What Comes Next: Emerging Enforcement Patterns and Regulatory Implications

Google has signaled that its enforcement posture is not a one-time effort, but rather the beginning of a sustained campaign. The language in the NetNut announcement explicitly frames it as a continued disruption effort, and public statements from GTIG indicate further actions against other providers in the interconnected residential proxy ecosystem are in preparation. The Play Protect integration, which now provides ongoing protection against future NetNut SDK installations and can be updated in real time without waiting for app store review processes, is a durable infrastructure change that outlasts any single domain seizure or court order.

The path forward involves escalation on multiple fronts:

  • Platform enforcement: Apple, Google, and device OEMs could implement pre-publication SDK scanning to detect known proxy SDKs before apps reach users. This would close the current gap where apps are published, gain millions of installations, and are only removed weeks or months later.
  • Financial chilling: If the IRS-CI precedent of wire fraud and money laundering liability holds in subsequent prosecutions and civil cases, venture capital and investors will become more cautious about funding residential proxy companies, even quasi-legitimate ones. Alarum Technologies' stock collapse may deter other public companies from entering the space.
  • ISP and telecom cooperation: Residential proxy networks rely on residential ISP infrastructure. ISPs could implement filters, behavioral analysis, or device-side monitoring to detect and remediate proxy malware at scale. This is technically feasible but requires coordination with device manufacturers and changes to consumer terms of service.
  • Regulatory clarification: The Federal Trade Commission (FTC) has authority under Section 5 of the FTC Act to regulate "unfair" practices that harm consumers. Using consumer devices without consent to host proxy servers and make them accessible to criminals could potentially be regulated as an unfair practice—though no formal FTC proceeding on residential proxies has been announced to date. Similar frameworks exist under GDPR and other jurisdictions.
  • Civil liability expansion: Publishers harmed by scraping could pursue claims not just against proxy operators (who often have limited assets), but against data brokers and intermediaries who purchase and use scraped data. This would create liability further up the supply chain.

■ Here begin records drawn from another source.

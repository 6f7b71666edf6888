use crate::domain::phid::{DiffPhid, RevisionPhid, UserPhid};
use serde::{Deserialize, Serialize};

/// Numeric diff id, increasing in creation order.
pub type DiffId = u64;

/// Version control revision identifier (commit hash, branch or tag name).
pub type VcsRevision = String;

/// One versioned patch submission attached to a revision.
#[derive(Debug, Clone, PartialEq, Eq, Serialize, Deserialize)]
pub struct DiffSnapshot {
    pub phid: DiffPhid,
    pub id: DiffId,
    /// Revision this diff was submitted to.
    pub revision_phid: RevisionPhid,
    /// Base revision declared by the submitter, if any.
    pub base_revision: Option<VcsRevision>,
}

/// `child -> parent` dependency between two revisions.
#[derive(Debug, Clone, PartialEq, Eq)]
pub struct ParentEdge {
    pub child: RevisionPhid,
    pub parent: RevisionPhid,
}

/// Minimal view of a Differential revision.
#[derive(Debug, Clone, PartialEq, Eq, Serialize, Deserialize)]
pub struct RevisionRecord {
    pub id: u64,
    pub phid: RevisionPhid,
    pub title: String,
    /// PHID of the revision's latest diff, when the server reports it.
    pub diff_phid: Option<DiffPhid>,
}

/// The account the API token belongs to.
#[derive(Debug, Clone, PartialEq, Eq, Serialize, Deserialize)]
pub struct UserIdentity {
    pub phid: UserPhid,
    pub user_name: String,
    pub real_name: String,
}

Whether the surviving quasi-legitimate players like Bright Data face escalating scrutiny—for advertising bypass of access controls and for their SDK-embedding business models—may be the defining regulatory question of the next twelve months. For independent publishers like LWN, the honest assessment is that the structural problem is being acknowledged at the right levels of government and industry for the first time, enforcement tools are improving, and the problem is still getting worse. That is genuine progress. It is not yet a solution.